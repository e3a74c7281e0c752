use crate::config::Config;

pub fn config(authority_host: &str, crm_url: &str) -> Config {
    Config {
        tenant_id: "test-tenant".to_string(),
        client_id: "test-client".to_string(),
        client_secret: "test-secret".to_string(),
        crm_url: crm_url.to_string(),
        port: 8080,
        authority_host: authority_host.to_string(),
        crm_api_version: "v9.0".to_string(),
        crm_timeout_secs: 5,
        parent_link_ttl_secs: 3600,
        rollback_on_link_failure: true,
        rate_limit_per_second: 10,
        rate_limit_burst: 20,
    }
}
◆ ◆ ◆ ◆
**What the task asks:** Please set down all of the records exactly.

**Result of the exercise:**
repository e3a74c7281e0c752
use crate::config::Config;

pub fn config(authority_host: &str, crm_url: &str) -> Config {
    Config {
        tenant_id: "test-tenant".to_string(),
        client_id: "test-client".to_string(),
        client_secret: "test-secret".to_string(),
        crm_url: crm_url.to_string(),
        port: 8080,
        authority_host: authority_host.to_string(),
        crm_api_version: "v9.0".to_string(),
        crm_timeout_secs: 5,
        parent_link_ttl_secs: 3600,
        rollback_on_link_failure: true,
        rate_limit_per_second: 10,
        rate_limit_burst: 20,
    }
}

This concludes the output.